U.S. companies are not expected to generate earnings growth in 2020 due to the disruptions caused by the novel coronavirus as it spreads outside China, according to strategists at Goldman Sachs Group Inc.
The investment bank revised down its baseline 2020 EPS forecast for S&P 500 companies to $165 from $174, reflecting zero growth. The EPS estimate for 2021 was also lowered to $175 from $183, representing 6% growth.
The updated forecast incorporates the expectation that the impact of the coronavirus on consumption and the wider economy will become widespread but short-lived, according to Goldman Sachs.
"Our reduced profit forecasts reflect the severe decline in Chinese economic activity in 1Q, lower end-demand for U.S. exporters, disruption to the supply chain for many U.S. firms, a slowdown in U.S. economic activity, and elevated business uncertainty," David Kostin, Goldman Sachs Research chief U.S. equity strategist, wrote in a note.

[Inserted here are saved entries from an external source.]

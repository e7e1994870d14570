// file: src/models/mod.rs
// description: data models module exports
// reference: internal module structure

pub mod answer;
pub mod document;
pub mod search_result;

pub use answer::{Answer, format_sources};
pub use document::{Chunk, FilteredDocument};
pub use search_result::{Caption, SearchResponse, SearchResult, SemanticAnswer};
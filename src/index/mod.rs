// file: src/index/mod.rs
// description: embedding and similarity index module exports
// reference: internal module structure

pub mod embeddings;
pub mod store;

pub use embeddings::{AzureEmbeddingClient, EmbeddingProvider};
pub use store::{ScoredChunk, SimilarityIndex};
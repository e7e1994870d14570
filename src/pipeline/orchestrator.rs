// file: src/pipeline/orchestrator.rs
// description: coordinates search, filtering, indexing and answer synthesis
// reference: sequential single-question run, each stage awaited before the next

use crate::answer::{AnswerSynthesizer, AzureChatClient, ChatModel};
use crate::config::{Config, RetrievalConfig};
use crate::error::Result;
use crate::index::{AzureEmbeddingClient, EmbeddingProvider, SimilarityIndex};
use crate::models::Answer;
use crate::pipeline::progress::{ProgressTracker, RunStats};
use crate::search::{DocumentSearch, RelevanceFilter, SearchClient, flatten_chunks};
use crate::utils::logging::{format_success, format_warning};
use crate::utils::telemetry::{OperationTimer, PerformanceMetrics};
use crate::utils::Validator;
use std::io::Write;
use std::sync::Arc;
use std::time::{Duration, Instant};
use tracing::{debug, info, warn};

pub const DEFAULT_QUESTION: &str = "what is AI Act";

const SLOW_SEARCH: Duration = Duration::from_secs(10);

pub const NOTHING_TO_ANSWER: &str =
    "No documents scored above the relevance threshold; nothing to answer from.";

#[derive(Debug, Clone)]
pub struct RunReport {
    pub stats: RunStats,
    /// `None` when no chunk survived filtering and synthesis was skipped
    pub answer: Option<Answer>,
}

pub struct PipelineOrchestrator {
    search: Arc<dyn DocumentSearch>,
    embedder: Arc<dyn EmbeddingProvider>,
    chat: Arc<dyn ChatModel>,
    retrieval: RetrievalConfig,
    colored: bool,
    show_progress: bool,
}

impl PipelineOrchestrator {
    pub fn new(
        search: Arc<dyn DocumentSearch>,
        embedder: Arc<dyn EmbeddingProvider>,
        chat: Arc<dyn ChatModel>,
        retrieval: RetrievalConfig,
    ) -> Self {
        Self {
            search,
            embedder,
            chat,
            retrieval,
            colored: false,
            show_progress: false,
        }
    }

    /// Wire the Azure AI Search and Azure OpenAI clients from configuration.
    pub fn from_config(config: &Config) -> Self {
        Self::new(
            Arc::new(SearchClient::new(config.search.clone())),
            Arc::new(AzureEmbeddingClient::new(&config.openai)),
            Arc::new(AzureChatClient::new(&config.openai)),
            config.retrieval.clone(),
        )
    }

    pub fn with_color(mut self, colored: bool) -> Self {
        self.colored = colored;
        self
    }

    pub fn with_progress(mut self, show_progress: bool) -> Self {
        self.show_progress = show_progress;
        self
    }

    pub async fn run(&self, question: &str, out: &mut impl Write) -> Result<RunReport> {
        let start_time = Instant::now();
        let mut stats = RunStats::new();

        Validator::validate_question(question)?;
        writeln!(out, "You asked: {}", question)?;

        let timer = OperationTimer::new("search");
        let response = self.search.search(question).await?;
        timer.warn_if_slow(SLOW_SEARCH, "search request");
        timer.finish();

        stats.total_matches = response.count;
        stats.top_results = response.results.len();
        writeln!(
            out,
            "Total documents found: {}. Top documents: {}",
            stats.total_matches, stats.top_results
        )?;

        for answer in &response.answers {
            debug!(
                "Extractive answer [{}]: {}",
                answer.key,
                Validator::truncate_text(&answer.text, 120)
            );
        }

        let filter = RelevanceFilter::from_config(&self.retrieval);
        let documents = filter.apply(&response.results);
        stats.documents_filtered = documents.len();
        writeln!(out, "Filtered Documents: {}", stats.documents_filtered)?;

        let chunks = flatten_chunks(&documents);
        stats.chunks_indexed = chunks.len();

        if chunks.is_empty() {
            warn!("Skipping indexing and answer synthesis: no chunks to index");
            let line = if self.colored {
                format_warning(NOTHING_TO_ANSWER)
            } else {
                NOTHING_TO_ANSWER.to_string()
            };
            writeln!(out, "{}", line)?;

            stats.duration_ms = start_time.elapsed().as_millis() as u64;
            return Ok(RunReport {
                stats,
                answer: None,
            });
        }

        let timer = OperationTimer::new("embedding");
        let progress = if self.show_progress {
            ProgressTracker::with_color(chunks.len(), self.colored)
        } else {
            ProgressTracker::hidden(chunks.len())
        };
        let index = SimilarityIndex::build_with_progress(
            chunks,
            Arc::clone(&self.embedder),
            self.retrieval.distance,
            &progress,
        )
        .await?;
        stats.bytes_embedded = progress.bytes_embedded();
        let metrics = PerformanceMetrics::new("embedding", index.len(), timer.finish());
        debug!("{}", metrics.format());

        let confirmation = "Vector store created. Sending vector to Azure Open AI.";
        if self.colored {
            writeln!(out, "{}", format_success(confirmation))?;
        } else {
            writeln!(out, "{}", confirmation)?;
        }

        let timer = OperationTimer::new("answer synthesis");
        let synthesizer = AnswerSynthesizer::new(Arc::clone(&self.chat), self.retrieval.top_k);
        let answer = synthesizer.answer(&index, question).await?;
        timer.finish();

        stats.context_chunks = answer.context.len();
        write_answer(out, &answer)?;

        stats.duration_ms = start_time.elapsed().as_millis() as u64;
        info!(
            "Run complete: {} matches, {} filtered, {} chunks indexed ({} bytes), {} in context ({} ms)",
            stats.total_matches,
            stats.documents_filtered,
            stats.chunks_indexed,
            stats.bytes_embedded,
            stats.context_chunks,
            stats.duration_ms
        );

        Ok(RunReport {
            stats,
            answer: Some(answer),
        })
    }
}

/// Print the answer followed by one ` - <source>` line per cited source.
pub fn write_answer(out: &mut impl Write, answer: &Answer) -> Result<()> {
    writeln!(out, "Answer: {}", answer.answer)?;
    writeln!(out, "Reference(s):")?;
    for source in answer.source_lines() {
        writeln!(out, " - {}", source)?;
    }
    Ok(())
}
// file: src/lib.rs
// description: library entry point and public api exports
// reference: rust library patterns
#![doc = include_str!(concat!(env!("CARGO_MANIFEST_DIR"), "/readme.md"))]

pub mod answer;
pub mod config;
pub mod error;
pub mod index;
pub mod models;
pub mod pipeline;
pub mod search;
pub mod utils;

pub use answer::{AnswerSynthesizer, AzureChatClient, ChatMessage, ChatModel, PromptTemplate};
pub use config::{Config, DistanceMetric, OpenAiConfig, RetrievalConfig, SearchConfig};
pub use error::{PipelineError, Result};
pub use index::{AzureEmbeddingClient, EmbeddingProvider, ScoredChunk, SimilarityIndex};
pub use models::{Answer, Chunk, FilteredDocument, SearchResponse, SearchResult, format_sources};
pub use pipeline::{DEFAULT_QUESTION, PipelineOrchestrator, ProgressTracker, RunReport, RunStats};
pub use search::{DocumentSearch, FilteredDocuments, RelevanceFilter, SearchClient, flatten_chunks};
pub use utils::{OperationTimer, PerformanceMetrics, Validator};

#[cfg(test)]
mod tests {
    use super::*;

    #[test]
    fn test_library_exports() {
        let config = Config::default_config();
        let _orchestrator = PipelineOrchestrator::from_config(&config);
        let _filter = RelevanceFilter::from_config(&config.retrieval);
    }
}
// file: src/utils/logging.rs
// description: Tracing subscriber initialization with optional ANSI coloring

use colored::*;
use tracing_subscriber::{EnvFilter, fmt, prelude::*};

/// Diagnostics go to stderr so stdout carries only the run's output.
pub fn init_logger(colored_output: bool, verbose: bool) {
    let level = if verbose { "debug" } else { "info" };
    let filter = EnvFilter::try_from_default_env().unwrap_or_else(|_| EnvFilter::new(level));

    let fmt_layer = fmt::layer()
        .with_writer(std::io::stderr)
        .with_target(false)
        .with_thread_ids(false)
        .with_thread_names(false)
        .with_file(true)
        .with_line_number(true)
        .compact()
        .with_ansi(colored_output);

    colored::control::set_override(colored_output);

    tracing_subscriber::registry()
        .with(filter)
        .with(fmt_layer)
        .init();
}

pub fn format_success(msg: &str) -> String {
    format!("{} {}", "✓".green().bold(), msg.green())
}

pub fn format_warning(msg: &str) -> String {
    format!("{} {}", "⚠".yellow().bold(), msg.yellow())
}
// file: src/answer/prompt.rs
// description: prompt template rendering for retrieval QA with sources
// reference: placeholder substitution in the style of utils::template

use crate::answer::patterns::PLACEHOLDER;
use crate::error::{PipelineError, Result};
use crate::models::Chunk;
use std::collections::HashMap;

pub const SYSTEM_PROMPT: &str = "You answer questions using only the document extracts you are given. \
If the extracts do not contain the answer, say that you don't know. Don't try to make up an answer.";

pub const QA_TEMPLATE: &str = "Given the following extracted parts of one or more documents and a question, \
create a final answer with references (\"SOURCES\").
If you don't know the answer, just say that you don't know.
ALWAYS return a \"SOURCES\" part in your answer, listing the sources you used separated by commas.

QUESTION: {question}
=========
{summaries}
=========
FINAL ANSWER:";

pub const DOCUMENT_TEMPLATE: &str = "Content: {content}\nSource: {source}";

const DOCUMENT_SEPARATOR: &str = "\n\n";

pub struct PromptTemplate {
    template: String,
}

impl PromptTemplate {
    pub fn new(template: impl Into<String>) -> Self {
        Self {
            template: template.into(),
        }
    }

    pub fn qa() -> Self {
        Self::new(QA_TEMPLATE)
    }

    pub fn document() -> Self {
        Self::new(DOCUMENT_TEMPLATE)
    }

    /// Placeholder names in order of first appearance.
    pub fn placeholders(&self) -> Vec<String> {
        let mut names: Vec<String> = Vec::new();
        for caps in PLACEHOLDER.captures_iter(&self.template) {
            let name = caps[1].to_string();
            if !names.contains(&name) {
                names.push(name);
            }
        }
        names
    }

    /// Substitute every placeholder. A placeholder without a value is an error.
    pub fn render(&self, values: &HashMap<&str, &str>) -> Result<String> {
        if let Some(missing) = self
            .placeholders()
            .into_iter()
            .find(|name| !values.contains_key(name.as_str()))
        {
            return Err(PipelineError::Validation(format!(
                "Prompt template is missing a value for {{{}}}",
                missing
            )));
        }

        let rendered = PLACEHOLDER.replace_all(&self.template, |caps: &regex::Captures| {
            values.get(&caps[1]).copied().unwrap_or_default().to_string()
        });

        Ok(rendered.into_owned())
    }
}

/// Render retrieved chunks into the `summaries` block of the QA prompt.
pub fn render_summaries(chunks: &[Chunk]) -> Result<String> {
    let template = PromptTemplate::document();
    let parts = chunks
        .iter()
        .map(|chunk| {
            let values = HashMap::from([
                ("content", chunk.content.as_str()),
                ("source", chunk.source.as_str()),
            ]);
            template.render(&values)
        })
        .collect::<Result<Vec<_>>>()?;

    Ok(parts.join(DOCUMENT_SEPARATOR))
}

#[cfg(test)]
mod tests {
    use super::*;

    #[test]
    fn test_placeholders() {
        assert_eq!(PromptTemplate::qa().placeholders(), vec!["question", "summaries"]);
        assert_eq!(PromptTemplate::document().placeholders(), vec!["content", "source"]);
    }

    #[test]
    fn test_render() {
        let template = PromptTemplate::new("Q: {question} / {question}");
        let values = HashMap::from([("question", "why")]);
        assert_eq!(template.render(&values).unwrap(), "Q: why / why");
    }

    #[test]
    fn test_render_missing_value() {
        let values = HashMap::from([("question", "why")]);
        assert!(PromptTemplate::qa().render(&values).is_err());
    }

    #[test]
    fn test_render_summaries() {
        let chunks = vec![
            Chunk::new("Article 1 text", "ai-act.pdf"),
            Chunk::new("FAQ text", "faq.pdf"),
        ];

        let summaries = render_summaries(&chunks).unwrap();
        assert_eq!(
            summaries,
            "Content: Article 1 text\nSource: ai-act.pdf\n\nContent: FAQ text\nSource: faq.pdf"
        );
    }

    #[test]
    fn test_values_are_not_reinterpreted() {
        let template = PromptTemplate::document();
        let values = HashMap::from([("content", "{source}"), ("source", "a.pdf")]);
        assert_eq!(template.render(&values).unwrap(), "Content: {source}\nSource: a.pdf");
    }
}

Kostin warned that a more severe pandemic could cause prolonged disruption and even a U.S. recession, which would lead to a 13% decline in S&P 500 earnings in 2020 to $143 per share. Corporate earnings are forecast to rebound by 10% to $158 per share in 2021.
Microsoft Corp. is the latest high-profile U.S. company to warn that the coronavirus outbreak, which started in China, would hurt its financial performance. The company said on Feb. 26 that it does not expect to meet its fiscal third-quarter 2020 revenue guidance for its More Personal Computing segment.
Apple Inc. also said on Feb. 17 that it would likely miss its revenue guidance for the March quarter due to the impact of the coronavirus on production and demand in China.